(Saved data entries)

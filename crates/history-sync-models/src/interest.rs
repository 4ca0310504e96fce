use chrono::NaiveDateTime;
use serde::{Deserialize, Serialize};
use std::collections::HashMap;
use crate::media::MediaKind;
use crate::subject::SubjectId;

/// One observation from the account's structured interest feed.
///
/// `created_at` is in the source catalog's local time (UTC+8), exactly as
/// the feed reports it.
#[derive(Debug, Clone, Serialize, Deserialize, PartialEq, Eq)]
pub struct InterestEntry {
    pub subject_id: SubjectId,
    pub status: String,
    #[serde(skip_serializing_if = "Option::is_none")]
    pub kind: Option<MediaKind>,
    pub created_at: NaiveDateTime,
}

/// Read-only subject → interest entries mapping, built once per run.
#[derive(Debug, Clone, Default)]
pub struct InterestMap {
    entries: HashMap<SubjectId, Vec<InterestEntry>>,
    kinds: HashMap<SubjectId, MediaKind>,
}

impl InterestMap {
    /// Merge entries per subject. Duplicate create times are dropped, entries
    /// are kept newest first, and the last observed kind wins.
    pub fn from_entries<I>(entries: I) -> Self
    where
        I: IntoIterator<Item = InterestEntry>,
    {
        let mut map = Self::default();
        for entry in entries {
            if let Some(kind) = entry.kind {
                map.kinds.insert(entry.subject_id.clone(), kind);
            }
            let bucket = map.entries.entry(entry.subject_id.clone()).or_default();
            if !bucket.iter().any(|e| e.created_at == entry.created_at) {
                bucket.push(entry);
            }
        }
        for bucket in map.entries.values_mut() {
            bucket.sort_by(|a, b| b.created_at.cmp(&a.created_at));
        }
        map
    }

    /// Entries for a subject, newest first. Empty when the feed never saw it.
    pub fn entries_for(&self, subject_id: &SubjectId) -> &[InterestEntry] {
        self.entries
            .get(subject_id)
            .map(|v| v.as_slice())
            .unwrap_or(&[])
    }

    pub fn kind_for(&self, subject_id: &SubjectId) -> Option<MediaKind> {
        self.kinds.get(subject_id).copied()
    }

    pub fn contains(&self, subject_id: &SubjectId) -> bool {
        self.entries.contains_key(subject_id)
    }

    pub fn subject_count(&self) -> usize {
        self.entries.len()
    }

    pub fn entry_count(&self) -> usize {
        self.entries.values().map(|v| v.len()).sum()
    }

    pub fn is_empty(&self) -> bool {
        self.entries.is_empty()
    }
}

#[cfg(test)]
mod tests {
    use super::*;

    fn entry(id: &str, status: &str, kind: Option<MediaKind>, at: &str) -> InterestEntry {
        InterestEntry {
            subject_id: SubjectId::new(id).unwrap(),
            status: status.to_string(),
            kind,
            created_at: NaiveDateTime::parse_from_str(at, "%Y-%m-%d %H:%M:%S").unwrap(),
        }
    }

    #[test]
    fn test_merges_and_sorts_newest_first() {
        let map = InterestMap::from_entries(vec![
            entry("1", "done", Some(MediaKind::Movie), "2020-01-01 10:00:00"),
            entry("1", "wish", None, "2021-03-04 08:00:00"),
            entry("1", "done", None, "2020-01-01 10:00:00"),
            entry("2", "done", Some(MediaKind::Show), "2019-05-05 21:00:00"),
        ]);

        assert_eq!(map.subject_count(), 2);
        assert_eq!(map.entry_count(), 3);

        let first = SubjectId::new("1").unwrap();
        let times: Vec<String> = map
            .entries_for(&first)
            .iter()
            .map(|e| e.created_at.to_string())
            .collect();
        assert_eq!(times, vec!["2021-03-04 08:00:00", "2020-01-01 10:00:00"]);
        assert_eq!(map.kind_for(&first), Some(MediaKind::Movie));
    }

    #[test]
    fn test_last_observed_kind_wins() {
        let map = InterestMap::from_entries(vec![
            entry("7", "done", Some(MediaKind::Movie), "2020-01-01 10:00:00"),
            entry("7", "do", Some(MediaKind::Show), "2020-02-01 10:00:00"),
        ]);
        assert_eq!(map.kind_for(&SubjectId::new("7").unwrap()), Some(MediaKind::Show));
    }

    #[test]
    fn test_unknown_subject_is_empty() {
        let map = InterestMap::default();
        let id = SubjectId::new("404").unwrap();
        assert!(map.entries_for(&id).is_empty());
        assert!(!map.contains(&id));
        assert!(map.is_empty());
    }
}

- _Exercise objective_
Looking at the data above, write out exactly the lines that start at the one containing "for bucket in" and end at the one containing "never saw it."; include both and nothing beyond.

- _Exercise result_
        for bucket in map.entries.values_mut() {
            bucket.sort_by(|a, b| b.created_at.cmp(&a.created_at));
        }
        map
    }

    /// Entries for a subject, newest first. Empty when the feed never saw it.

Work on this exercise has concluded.